Protecting our military bases is one goal one Low Country county is taking very seriously. And because of it, the Department of Defense is standing up and taking notice.
Thanks to a partnership between Beaufort County and the Department of the Navy, Beaufort's Marine Corps Air Station will be preserved.
The department and National Home Builders and Realtors Assoc. are in town to talk about whether this can be used as a national model.
"When you consider all the money coming back from the military as an economic engine, there was no question by council that this shouldn't go through," said the county's Gary Cubic.
As part of the partnership, they split the cost and purchased the development rights to 69 acres of land surrounding the base to help keep jets flying.
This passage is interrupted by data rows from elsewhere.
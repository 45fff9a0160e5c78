//! Request payload of the execution endpoint.
//!
//! POST bodies carry native JSON; GET requests carry the same fields as
//! query-string text, so flags, numbers, `event` and `secrets` are also
//! accepted in string form.

use std::collections::HashMap;

use serde::{Deserialize, Deserializer};
use serde_json::{Map, Value};

use gateway_runtime::{SecretMap, WalletCredentials};

#[derive(Debug, Default, Deserialize)]
#[serde(rename_all = "camelCase")]
pub struct ExecutionPayload {
    pub user_code: Option<String>,
    #[serde(default, deserialize_with = "json_or_text")]
    pub event: Option<Value>,
    #[serde(default, deserialize_with = "lenient_bool")]
    pub debug: bool,
    #[serde(rename = "AESKey")]
    pub aes_key: Option<String>,
    #[serde(default, deserialize_with = "lenient_secrets")]
    pub secrets: SecretMap,
    pub wallet_private_key: Option<String>,
    pub wallet_public_key: Option<String>,
    pub account_id: Option<String>,
    pub kb_id: Option<String>,
    #[serde(default, deserialize_with = "lenient_u64")]
    pub max_amount: Option<u64>,
}

impl ExecutionPayload {
    /// Payload of a GET request, read from its query string.
    pub fn from_query(query: &HashMap<String, String>) -> Result<Self, serde_json::Error> {
        let fields: Map<String, Value> = query
            .iter()
            .map(|(k, v)| (k.clone(), Value::String(v.clone())))
            .collect();
        serde_json::from_value(Value::Object(fields))
    }

    /// Payload of a POST request. An empty body is an empty payload.
    pub fn from_body(body: &[u8]) -> Result<Self, serde_json::Error> {
        if body.iter().all(u8::is_ascii_whitespace) {
            return Ok(Self::default());
        }
        serde_json::from_slice(body)
    }

    /// Wallet material for this request's transaction authorizations.
    pub fn credentials(&self) -> WalletCredentials {
        WalletCredentials {
            encrypted_private_key: self.wallet_private_key.clone(),
            public_key: self.wallet_public_key.clone(),
            aes_key: self.aes_key.clone(),
            account_id: self.account_id.clone(),
            tenant_id: self.kb_id.clone(),
            max_amount: self.max_amount,
        }
    }
}

fn json_or_text<'de, D: Deserializer<'de>>(d: D) -> Result<Option<Value>, D::Error> {
    Ok(match Option::<Value>::deserialize(d)? {
        Some(Value::String(text)) => {
            Some(serde_json::from_str(&text).unwrap_or(Value::String(text)))
        }
        other => other,
    })
}

fn lenient_bool<'de, D: Deserializer<'de>>(d: D) -> Result<bool, D::Error> {
    Ok(match Option::<Value>::deserialize(d)? {
        Some(Value::Bool(b)) => b,
        Some(Value::String(s)) => matches!(s.trim(), "true" | "1" | "yes"),
        Some(Value::Number(n)) => n.as_f64().is_some_and(|f| f != 0.0),
        _ => false,
    })
}

fn lenient_u64<'de, D: Deserializer<'de>>(d: D) -> Result<Option<u64>, D::Error> {
    use serde::de::Error;

    match Option::<Value>::deserialize(d)? {
        None | Some(Value::Null) => Ok(None),
        Some(Value::Number(n)) => n
            .as_u64()
            .map(Some)
            .ok_or_else(|| D::Error::custom(format!("expected a non-negative integer, got {n}"))),
        Some(Value::String(s)) if s.trim().is_empty() => Ok(None),
        Some(Value::String(s)) => s
            .trim()
            .parse()
            .map(Some)
            .map_err(|e| D::Error::custom(format!("invalid integer '{s}': {e}"))),
        Some(other) => Err(D::Error::custom(format!("expected an integer, got {other}"))),
    }
}

fn lenient_secrets<'de, D: Deserializer<'de>>(d: D) -> Result<SecretMap, D::Error> {
    use serde::de::Error;

    let value = match Option::<Value>::deserialize(d)? {
        None | Some(Value::Null) => return Ok(SecretMap::new()),
        Some(Value::String(s)) => serde_json::from_str(&s).map_err(D::Error::custom)?,
        Some(other) => other,
    };
    let Value::Object(map) = value else {
        return Err(D::Error::custom("secrets must be an object of name to value"));
    };

    Ok(map
        .into_iter()
        .map(|(name, value)| {
            let value = match value {
                Value::String(s) => s,
                other => other.to_string(),
            };
            (name, value)
        })
        .collect())
}
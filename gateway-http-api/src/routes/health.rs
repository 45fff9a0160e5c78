use std::sync::Arc;

use axum::extract::State;
use axum::{Json, Router, routing::get};
use serde_json::{Value, json};

use gateway_runtime::CapabilityProfile;

use crate::GatewayApiState;

pub fn router() -> Router<Arc<GatewayApiState>> {
    Router::new().route("/health", get(health))
}

async fn health(State(state): State<Arc<GatewayApiState>>) -> Json<Value> {
    let config = state.sandbox.config();
    let profile = match config.profile {
        CapabilityProfile::Restricted => "restricted",
        CapabilityProfile::Extended { .. } => "extended",
    };

    Json(json!({
        "status": "ok",
        "version": env!("CARGO_PKG_VERSION"),
        "capabilityProfile": profile,
        "executionTimeoutSecs": config.timeout.as_secs(),
        "services": state.catalog.len(),
    }))
}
"You obviously remove an encroachment issue so that residential development or whatever will not be an issue now," said Kubic. "The military is comfortable because there's a buffer."
Since this partnership is the first of its kind, the Department of Defense is looking at using it as a model for other military communities throughout the nation to help cut down on encroachment and help military bases continue performing their missions.
"I think it really reinforces we were on the right track looking ahead," said Libby Barnes, CEO of the Beaufort Regional Chamber of Commerce.
"We were most concerned about preserving what we had in Beaufort County," said Kubic. "Now that they see it as a model, all the better."
And county officials don't know for sure, but they say this partnership could have played a big part in helping Marine Corps Air Station Beaufort survive the base closures.
"It had to contribute to us making out well in BRAC," said county council member Mark Generales. "It had to."